いままで記事を書く中で、文章力のことはあまり気にしていませんでした。しかし50記事投稿したことを良い機会に、改めて過去記事を見直してみると、わかりやすい文章の書き方が分かってないことに気づいてしまったのです。

そんなわけで、文章の書き方に関する書籍をしっかり読み込んでみようと思いました。
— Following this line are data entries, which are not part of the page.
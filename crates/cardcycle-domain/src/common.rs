//! Shared traits, calendar utilities, and date windows for card primitives.

use std::fmt;

use chrono::{Datelike, NaiveDate};
use serde::{Deserialize, Serialize};

/// Exposes a stable identifier for entities stored in a card book.
pub trait Identifiable {
    fn id(&self) -> &str;
}

/// Converts an entity into a user-facing display label.
pub trait Displayable {
    fn display_label(&self) -> String;
}

/// Finds the entity whose identifier matches `id`.
pub fn find_by_id<'a, T: Identifiable>(items: &'a [T], id: &str) -> Option<&'a T> {
    items.iter().find(|item| item.id() == id)
}

/// Mutable counterpart of [`find_by_id`].
pub fn find_by_id_mut<'a, T: Identifiable>(items: &'a mut [T], id: &str) -> Option<&'a mut T> {
    items.iter_mut().find(|item| item.id() == id)
}

/// Highest day-of-month a card may be configured with.
pub const MAX_DAY_OF_MONTH: u32 = 31;

/// Number of days in `month` of `year`, leap years included.
pub fn days_in_month(year: i32, month: u32) -> u32 {
    let (next_year, next_month) = if month == 12 {
        (year + 1, 1)
    } else {
        (year, month + 1)
    };
    NaiveDate::from_ymd_opt(next_year, next_month, 1)
        .and_then(|first_next| first_next.pred_opt())
        .map(|last_current| last_current.day())
        .unwrap_or(28)
}

/// Moves a `(year, month)` pair by `months`, carrying across year boundaries
/// in both directions.
pub fn shift_month(year: i32, month: u32, months: i32) -> (i32, u32) {
    let index = year * 12 + month as i32 - 1 + months;
    (index.div_euclid(12), index.rem_euclid(12) as u32 + 1)
}

/// Builds the `day`-th date of the month, clamped to `1..=last day of month`.
pub fn clamped_date(year: i32, month: u32, day: u32) -> NaiveDate {
    let day = day.clamp(1, days_in_month(year, month));
    // Fails only at the edge of chrono's supported year range.
    NaiveDate::from_ymd_opt(year, month, day).unwrap_or(NaiveDate::MAX)
}

/// Same as [`clamped_date`], offset by `months` from the month of `anchor`.
pub fn clamped_date_in_month_of(anchor: NaiveDate, months: i32, day: u32) -> NaiveDate {
    let (year, month) = shift_month(anchor.year(), anchor.month(), months);
    clamped_date(year, month, day)
}

#[derive(Debug, Clone, Copy, Serialize, Deserialize, PartialEq, Eq, Hash)]
/// Inclusive calendar range `[start, end]`.
pub struct DateWindow {
    pub start: NaiveDate,
    pub end: NaiveDate,
}

impl DateWindow {
    pub fn new(start: NaiveDate, end: NaiveDate) -> Result<Self, DateWindowError> {
        if end < start {
            return Err(DateWindowError::InvalidRange);
        }
        Ok(Self { start, end })
    }

    pub fn contains(&self, date: NaiveDate) -> bool {
        date >= self.start && date <= self.end
    }
}

impl fmt::Display for DateWindow {
    fn fmt(&self, f: &mut fmt::Formatter<'_>) -> fmt::Result {
        write!(f, "{} .. {}", self.start, self.end)
    }
}

#[derive(Debug, Clone, Copy, PartialEq, Eq)]
/// Errors that can occur when constructing [`DateWindow`] values.
pub enum DateWindowError {
    InvalidRange,
}

impl fmt::Display for DateWindowError {
    fn fmt(&self, f: &mut fmt::Formatter<'_>) -> fmt::Result {
        match self {
            DateWindowError::InvalidRange => f.write_str("date window end must not precede start"),
        }
    }
}

impl std::error::Error for DateWindowError {}
use cardcycle_domain::{Card, CycleWindow, DateWindow, TransactionKind};
use chrono::NaiveDate;
use serde::Serialize;

use crate::LedgerService;

/// Amounts due for the closed statement and for the cycle still accruing.
#[derive(Debug, Clone, Copy, Serialize, PartialEq)]
pub struct PeriodPayments {
    pub current: f64,
    pub next: f64,
}

/// Computes the minimum amount to clear a cycle without carrying a balance.
pub struct PeriodPaymentService;

impl PeriodPaymentService {
    /// Expenses and general payments dated inside `[start, end]`, plus one
    /// monthly share for every active installment purchase made on or before
    /// `end`. Installment payments are left out. Never negative; an inverted
    /// window owes nothing.
    pub fn period_payment(card: &Card, start: NaiveDate, end: NaiveDate) -> f64 {
        let window = match DateWindow::new(start, end) {
            Ok(window) => window,
            Err(err) => {
                tracing::debug!(card = %card.id, %err, "skipping period payment");
                return 0.0;
            }
        };
        let transactions = &card.transactions;

        let total: f64 = transactions
            .iter()
            .map(|txn| match txn.kind {
                TransactionKind::Expense | TransactionKind::GeneralPayment
                    if window.contains(txn.date) =>
                {
                    txn.amount
                }
                TransactionKind::InstallmentPurchase
                    if txn.date <= end
                        && LedgerService::is_active_installment(txn, transactions) =>
                {
                    txn.monthly_share()
                }
                _ => 0.0,
            })
            .sum();

        let clamped = total.max(0.0);
        tracing::debug!(card = %card.id, %start, %end, total, "computed period payment");
        clamped
    }

    /// Same computation as [`PeriodPaymentService::period_payment`], applied
    /// to the cycle currently accruing charges.
    pub fn next_period_payment(
        card: &Card,
        next_cycle_start: NaiveDate,
        next_cycle_end: NaiveDate,
    ) -> f64 {
        Self::period_payment(card, next_cycle_start, next_cycle_end)
    }

    pub fn for_cycle(card: &Card, window: &CycleWindow) -> PeriodPayments {
        PeriodPayments {
            current: Self::period_payment(card, window.cycle_start_date, window.cycle_end_date),
            next: Self::next_period_payment(
                card,
                window.next_cycle_start_date,
                window.next_cycle_end_date,
            ),
        }
    }
}

#[cfg(test)]
mod tests {
    use super::*;
    use cardcycle_domain::Transaction;

    fn date(y: i32, m: u32, d: u32) -> NaiveDate {
        NaiveDate::from_ymd_opt(y, m, d).unwrap()
    }

    fn card_with(transactions: Vec<Transaction>) -> Card {
        let mut card = Card::new("Daily", "Bank", "4321", 3000.0, 15, 5);
        card.transactions = transactions;
        card
    }

    #[test]
    fn sums_expenses_inside_window_only() {
        let card = card_with(vec![
            Transaction::expense("Before", 40.0, date(2024, 1, 15)),
            Transaction::expense("First day", 10.0, date(2024, 1, 16)),
            Transaction::expense("Last day", 20.0, date(2024, 2, 15)),
            Transaction::expense("After", 80.0, date(2024, 2, 16)),
        ]);
        let due = PeriodPaymentService::period_payment(&card, date(2024, 1, 16), date(2024, 2, 15));
        assert_eq!(due, 30.0);
    }

    #[test]
    fn adds_monthly_share_of_active_installments() {
        let card = card_with(vec![
            Transaction::installment_purchase("TV", 1200.0, 12, date(2023, 10, 2)).with_id("tv"),
            Transaction::installment_payment("TV", "tv", 100.0, date(2023, 11, 5)),
            Transaction::installment_purchase("Later", 600.0, 6, date(2024, 3, 1)),
            Transaction::expense("Fuel", 25.0, date(2024, 2, 1)),
        ]);
        // Installment payments never reduce the period amount.
        let due = PeriodPaymentService::period_payment(&card, date(2024, 1, 16), date(2024, 2, 15));
        assert_eq!(due, 125.0);
    }

    #[test]
    fn paid_off_installments_drop_out() {
        let card = card_with(vec![
            Transaction::installment_purchase("Chair", 200.0, 2, date(2024, 1, 1)).with_id("c"),
            Transaction::installment_payment("Chair", "c", 200.0, date(2024, 1, 20)),
        ]);
        let due = PeriodPaymentService::period_payment(&card, date(2024, 1, 16), date(2024, 2, 15));
        assert_eq!(due, 0.0);
    }

    #[test]
    fn installment_settled_by_decimal_payments_drops_out() {
        let mut transactions =
            vec![Transaction::installment_purchase("Cable", 1.0, 10, date(2024, 1, 2)).with_id("c")];
        for day in 3..13 {
            transactions.push(Transaction::installment_payment("Cable", "c", 0.1, date(2024, 1, day)));
        }
        let card = card_with(transactions);
        let due = PeriodPaymentService::period_payment(&card, date(2024, 1, 16), date(2024, 2, 15));
        assert_eq!(due, 0.0);
    }

    #[test]
    fn inverted_window_owes_nothing() {
        let card = card_with(vec![Transaction::expense("Dinner", 60.0, date(2024, 1, 20))]);
        let due = PeriodPaymentService::period_payment(&card, date(2024, 2, 15), date(2024, 1, 16));
        assert_eq!(due, 0.0);
    }

    #[test]
    fn general_payments_reduce_but_never_below_zero() {
        let card = card_with(vec![
            Transaction::expense("Dinner", 60.0, date(2024, 1, 20)),
            Transaction::general_payment("Payment", 40.0, date(2024, 1, 25)),
        ]);
        let window = (date(2024, 1, 16), date(2024, 2, 15));
        assert_eq!(PeriodPaymentService::period_payment(&card, window.0, window.1), 20.0);

        let overpaid = card_with(vec![
            Transaction::expense("Dinner", 60.0, date(2024, 1, 20)),
            Transaction::general_payment("Payment", 500.0, date(2024, 1, 25)),
        ]);
        assert_eq!(PeriodPaymentService::period_payment(&overpaid, window.0, window.1), 0.0);
    }

    #[test]
    fn for_cycle_covers_closed_and_active_windows() {
        let card = card_with(vec![
            Transaction::expense("Closed", 70.0, date(2024, 1, 10)),
            Transaction::expense("Active", 30.0, date(2024, 1, 18)),
        ]);
        let window = crate::CycleResolver::resolve(15, 5, date(2024, 1, 20));
        let payments = PeriodPaymentService::for_cycle(&card, &window);
        assert_eq!(payments, PeriodPayments { current: 70.0, next: 30.0 });
    }
}
use chrono::{Local, NaiveDate};

/// Clock abstracts access to the current local day so services remain deterministic in tests.
pub trait Clock: Send + Sync {
    /// Returns today's local calendar date.
    fn today(&self) -> NaiveDate;
}

/// Reads the local system calendar.
#[derive(Debug, Clone, Copy, Default)]
pub struct SystemClock;

impl Clock for SystemClock {
    fn today(&self) -> NaiveDate {
        Local::now().date_naive()
    }
}

/// Always reports the same day.
#[derive(Debug, Clone, Copy)]
pub struct FixedClock(pub NaiveDate);

impl Clock for FixedClock {
    fn today(&self) -> NaiveDate {
        self.0
    }
}
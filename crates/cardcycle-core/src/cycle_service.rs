//! Statement cutoff and payment due date resolution.

use cardcycle_domain::{clamped_date_in_month_of, Card, CycleWindow, MAX_DAY_OF_MONTH};
use chrono::NaiveDate;

/// Turns a card's cutoff and payment days into concrete cycle dates.
///
/// Every referenced month is clamped on its own, so a cutoff day of 31 lands
/// on the 28th/29th in February and on the 30th in April.
pub struct CycleResolver;

impl CycleResolver {
    /// Resolves the cycle dates relative to `today`.
    ///
    /// The active cycle ends at this month's cutoff while `today` is on or
    /// before it, and at next month's cutoff afterwards. The closed cycle is
    /// the one before it. Its payment falls in the month after its cutoff and
    /// rolls one more month forward when that day is already behind `today`.
    pub fn resolve(cutoff_day: u32, payment_day: u32, today: NaiveDate) -> CycleWindow {
        let cutoff_day = normalize_day(cutoff_day);
        let payment_day = normalize_day(payment_day);

        let this_month_cutoff = clamped_date_in_month_of(today, 0, cutoff_day);
        let active_offset = if today <= this_month_cutoff { 0 } else { 1 };

        let active_end = clamped_date_in_month_of(today, active_offset, cutoff_day);
        let closed_end = clamped_date_in_month_of(today, active_offset - 1, cutoff_day);
        let closed_start = day_after(clamped_date_in_month_of(
            today,
            active_offset - 2,
            cutoff_day,
        ));

        let mut payment_date = clamped_date_in_month_of(closed_end, 1, payment_day);
        if payment_date < today {
            payment_date = clamped_date_in_month_of(closed_end, 2, payment_day);
        }

        CycleWindow {
            cutoff_date: active_end,
            payment_date,
            days_until_payment: (payment_date - today).num_days(),
            cycle_start_date: closed_start,
            cycle_end_date: closed_end,
            next_cycle_start_date: day_after(closed_end),
            next_cycle_end_date: active_end,
        }
    }

    pub fn resolve_for_card(card: &Card, today: NaiveDate) -> CycleWindow {
        Self::resolve(card.cutoff_day, card.payment_day, today)
    }
}

fn normalize_day(day: u32) -> u32 {
    day.clamp(1, MAX_DAY_OF_MONTH)
}

fn day_after(date: NaiveDate) -> NaiveDate {
    date.succ_opt().unwrap_or(date)
}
参考にしたのは、9月30日に開催されたブロガーズフェスティバル2017のセッションで紹介された書籍です。

お恥ずかしい話ですが、すぐに購入したもののなかなか消化できずにいたのです。


複数の書籍を紹介いただきましたが、今回は「理科系の作文技術」を読んでわかったことをメモしておきたいと思います。

タイトルからは理系学生の論文作法や、研究職のレポートに関する文章技術を連想されるかもしれませんが、わかりやすい文章を誰でも書けるようにする技術についての内容なので、とにかくわかりやすい文章を書きたい、と思っている方には特に参考になると思います。

30年以上前に発売された本でありながら、わかりやすい文章の基礎は時代を経ても変わらないものなのだと感じました。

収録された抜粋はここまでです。